Opening a plurality of second inner via holes penetrating the substrate and the conductive sheet at the central portion; and opening a plurality of second through the substrate and the conductive sheet at the peripheral portion External via hole;

And forming a plurality of wire patterns on each of the conductive sheets to form a coupling line layer; and respectively providing a conductive member in each of the second inner conductive vias and each of the second outer conductive vias; The wire patterns are arranged along a circumferential interval of the annular receiving groove, and each of the wire patterns is bridged between a corresponding one of the second inner conductive holes and one of the second outer conductive holes Between the conductor patterns are sequentially connected by the conductive members to form a coupled coil loop capable of transmitting current around the magnetic core.

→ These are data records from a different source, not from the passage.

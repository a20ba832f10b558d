//! Ordered block of directive lines

use super::lines::{Acl, Bind, Config, Group, Line, LineKind, OptionLine, Server, UseBackend, User};
use crate::error::{Error, Result};
use serde::{Deserialize, Serialize};

/// Ordered, heterogeneous directive lines of one section.
///
/// Lines keep source order, additions go to the end, and nothing is ever
/// deduplicated: two `server` lines with the same name are both kept.
#[derive(Debug, Clone, PartialEq, Eq, Default, Serialize, Deserialize)]
#[serde(transparent)]
pub struct LineBlock {
    lines: Vec<Line>,
}

impl LineBlock {
    pub fn new() -> Self {
        Self::default()
    }

    pub fn lines(&self) -> &[Line] {
        &self.lines
    }

    pub fn lines_mut(&mut self) -> &mut Vec<Line> {
        &mut self.lines
    }

    pub fn len(&self) -> usize {
        self.lines.len()
    }

    pub fn is_empty(&self) -> bool {
        self.lines.is_empty()
    }

    /// Append any line
    pub fn push(&mut self, line: impl Into<Line>) {
        self.lines.push(line.into());
    }

    /// Append `line` only if it is of the `expected` kind
    pub fn add_line_as(&mut self, expected: LineKind, line: Line) -> Result<()> {
        let found = line.kind();
        if found != expected {
            return Err(Error::WrongLineKind { expected, found });
        }
        self.lines.push(line);
        Ok(())
    }

    // ========================================
    // Typed views
    // ========================================

    pub fn configs(&self) -> impl Iterator<Item = &Config> {
        self.lines.iter().filter_map(Line::as_config)
    }

    pub fn options(&self) -> impl Iterator<Item = &OptionLine> {
        self.lines.iter().filter_map(Line::as_option)
    }

    pub fn servers(&self) -> impl Iterator<Item = &Server> {
        self.lines.iter().filter_map(Line::as_server)
    }

    pub fn binds(&self) -> impl Iterator<Item = &Bind> {
        self.lines.iter().filter_map(Line::as_bind)
    }

    pub fn acls(&self) -> impl Iterator<Item = &Acl> {
        self.lines.iter().filter_map(Line::as_acl)
    }

    /// `use_backend` and `default_backend` lines
    pub fn backends(&self) -> impl Iterator<Item = &UseBackend> {
        self.lines.iter().filter_map(Line::as_use_backend)
    }

    pub fn users(&self) -> impl Iterator<Item = &User> {
        self.lines.iter().filter_map(Line::as_user)
    }

    pub fn groups(&self) -> impl Iterator<Item = &Group> {
        self.lines.iter().filter_map(Line::as_group)
    }

    pub fn has_binds(&self) -> bool {
        self.binds().next().is_some()
    }

    // ========================================
    // Lookup (first match)
    // ========================================

    pub fn config(&self, keyword: &str) -> Option<&Config> {
        self.configs().find(|c| c.keyword == keyword)
    }

    pub fn option(&self, keyword: &str) -> Option<&OptionLine> {
        self.options().find(|o| o.keyword == keyword)
    }

    pub fn server(&self, name: &str) -> Option<&Server> {
        self.servers().find(|s| s.name == name)
    }

    pub fn acl(&self, name: &str) -> Option<&Acl> {
        self.acls().find(|a| a.name == name)
    }

    pub fn user(&self, name: &str) -> Option<&User> {
        self.users().find(|u| u.name == name)
    }

    pub fn group(&self, name: &str) -> Option<&Group> {
        self.groups().find(|g| g.name == name)
    }

    /// First conditional `use_backend` line routing to `backend_name`
    pub fn use_backend(&self, backend_name: &str) -> Option<&UseBackend> {
        self.backends()
            .find(|b| !b.is_default && b.backend_name == backend_name)
    }

    pub fn default_backend(&self) -> Option<&UseBackend> {
        self.backends().find(|b| b.is_default)
    }

    // ========================================
    // Typed additions
    // ========================================

    pub fn add_config(&mut self, config: Config) {
        self.push(config);
    }

    pub fn add_option(&mut self, option: OptionLine) {
        self.push(option);
    }

    pub fn add_server(&mut self, server: Server) {
        self.push(server);
    }

    pub fn add_bind(&mut self, bind: Bind) {
        self.push(bind);
    }

    pub fn add_acl(&mut self, acl: Acl) {
        self.push(acl);
    }

    pub fn add_use_backend(&mut self, use_backend: UseBackend) {
        self.push(use_backend);
    }

    pub fn add_user(&mut self, user: User) {
        self.push(user);
    }

    pub fn add_group(&mut self, group: Group) {
        self.push(group);
    }

    // ========================================
    // Removal (all matches, returned in order)
    // ========================================

    pub fn remove_config(&mut self, keyword: &str) -> Vec<Line> {
        self.remove_where(|line| line.as_config().is_some_and(|c| c.keyword == keyword))
    }

    pub fn remove_option(&mut self, keyword: &str) -> Vec<Line> {
        self.remove_where(|line| line.as_option().is_some_and(|o| o.keyword == keyword))
    }

    pub fn remove_server(&mut self, name: &str) -> Vec<Line> {
        self.remove_where(|line| line.as_server().is_some_and(|s| s.name == name))
    }

    pub fn remove_acl(&mut self, name: &str) -> Vec<Line> {
        self.remove_where(|line| line.as_acl().is_some_and(|a| a.name == name))
    }

    pub fn remove_user(&mut self, name: &str) -> Vec<Line> {
        self.remove_where(|line| line.as_user().is_some_and(|u| u.name == name))
    }

    pub fn remove_group(&mut self, name: &str) -> Vec<Line> {
        self.remove_where(|line| line.as_group().is_some_and(|g| g.name == name))
    }

    /// Removes `use_backend` and `default_backend` lines naming `backend_name`
    pub fn remove_use_backend(&mut self, backend_name: &str) -> Vec<Line> {
        self.remove_where(|line| {
            line.as_use_backend()
                .is_some_and(|b| b.backend_name == backend_name)
        })
    }

    fn remove_where(&mut self, predicate: impl Fn(&Line) -> bool) -> Vec<Line> {
        let (removed, kept): (Vec<Line>, Vec<Line>) =
            std::mem::take(&mut self.lines).into_iter().partition(|line| predicate(line));
        self.lines = kept;
        if !removed.is_empty() {
            tracing::trace!("Removed {} line(s)", removed.len());
        }
        removed
    }
}

impl FromIterator<Line> for LineBlock {
    fn from_iter<I: IntoIterator<Item = Line>>(iter: I) -> Self {
        Self {
            lines: iter.into_iter().collect(),
        }
    }
}

impl<'a> IntoIterator for &'a LineBlock {
    type Item = &'a Line;
    type IntoIter = std::slice::Iter<'a, Line>;

    fn into_iter(self) -> Self::IntoIter {
        self.lines.iter()
    }
}

#[cfg(test)]
mod tests {
    use super::*;
    use crate::config::PasswordType;

    fn sample() -> LineBlock {
        let mut block = LineBlock::new();
        block.add_config(Config::new("mode", "http"));
        block.add_acl(Acl::new("is_api", "path_beg /api"));
        block.add_server(Server::new("web1", "10.0.0.1", "80").with_attribute("check"));
        block.add_server(Server::new("web1", "10.0.0.2", "80"));
        block.add_use_backend(UseBackend::new("api", "if", "is_api"));
        block.add_use_backend(UseBackend::default_backend("static"));
        block
    }

    #[test]
    fn test_typed_views_keep_order() {
        let block = sample();
        assert_eq!(block.len(), 6);
        let hosts: Vec<&str> = block.servers().map(|s| s.host.as_str()).collect();
        assert_eq!(hosts, ["10.0.0.1", "10.0.0.2"]);
        assert_eq!(block.configs().count(), 1);
        assert_eq!(block.backends().count(), 2);
    }

    #[test]
    fn test_lookup_returns_first_match() {
        let block = sample();
        assert_eq!(block.server("web1").unwrap().host, "10.0.0.1");
        assert_eq!(block.acl("is_api").unwrap().value, "path_beg /api");
        assert_eq!(block.default_backend().unwrap().backend_name, "static");
        assert_eq!(block.use_backend("api").unwrap().condition, "is_api");
        assert!(block.use_backend("static").is_none());
        assert!(block.server("missing").is_none());
    }

    #[test]
    fn test_remove_by_name() {
        let mut block = sample();
        let removed = block.remove_server("web1");
        assert_eq!(removed.len(), 2);
        assert!(block.server("web1").is_none());

        assert_eq!(block.remove_acl("is_api").len(), 1);
        assert!(block.remove_acl("is_api").is_empty());
        assert_eq!(block.len(), 3);
        assert_eq!(block.lines()[0].kind(), LineKind::Config);
    }

    #[test]
    fn test_add_line_as_rejects_wrong_kind() {
        let mut block = LineBlock::new();
        let err = block
            .add_line_as(LineKind::Server, Acl::new("a", "b").into())
            .unwrap_err();
        assert_eq!(
            err,
            Error::WrongLineKind {
                expected: LineKind::Server,
                found: LineKind::Acl
            }
        );
        assert!(block.is_empty());

        block
            .add_line_as(LineKind::User, User::new("admin", PasswordType::InsecurePassword, "pw").into())
            .unwrap();
        assert_eq!(block.len(), 1);
    }

    #[test]
    fn test_duplicates_are_preserved() {
        let mut block = LineBlock::new();
        block.add_option(OptionLine::new("httplog", ""));
        block.add_option(OptionLine::new("httplog", ""));
        assert_eq!(block.options().count(), 2);
    }
}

The manufacturing method according to claim 19, wherein each of said input lines on said same input line layer is continuously disposed to form an input line group, and said at least one of said same on said coupling line layer The coupling lines are continuously arranged to form a coupled line group;

Projection of all of the input line sets on the input line layer on the same side of the substrate on the substrate and projection of all of the coupled line groups on the coupled line layer on the substrate along The cores are alternately arranged in the circumferential direction.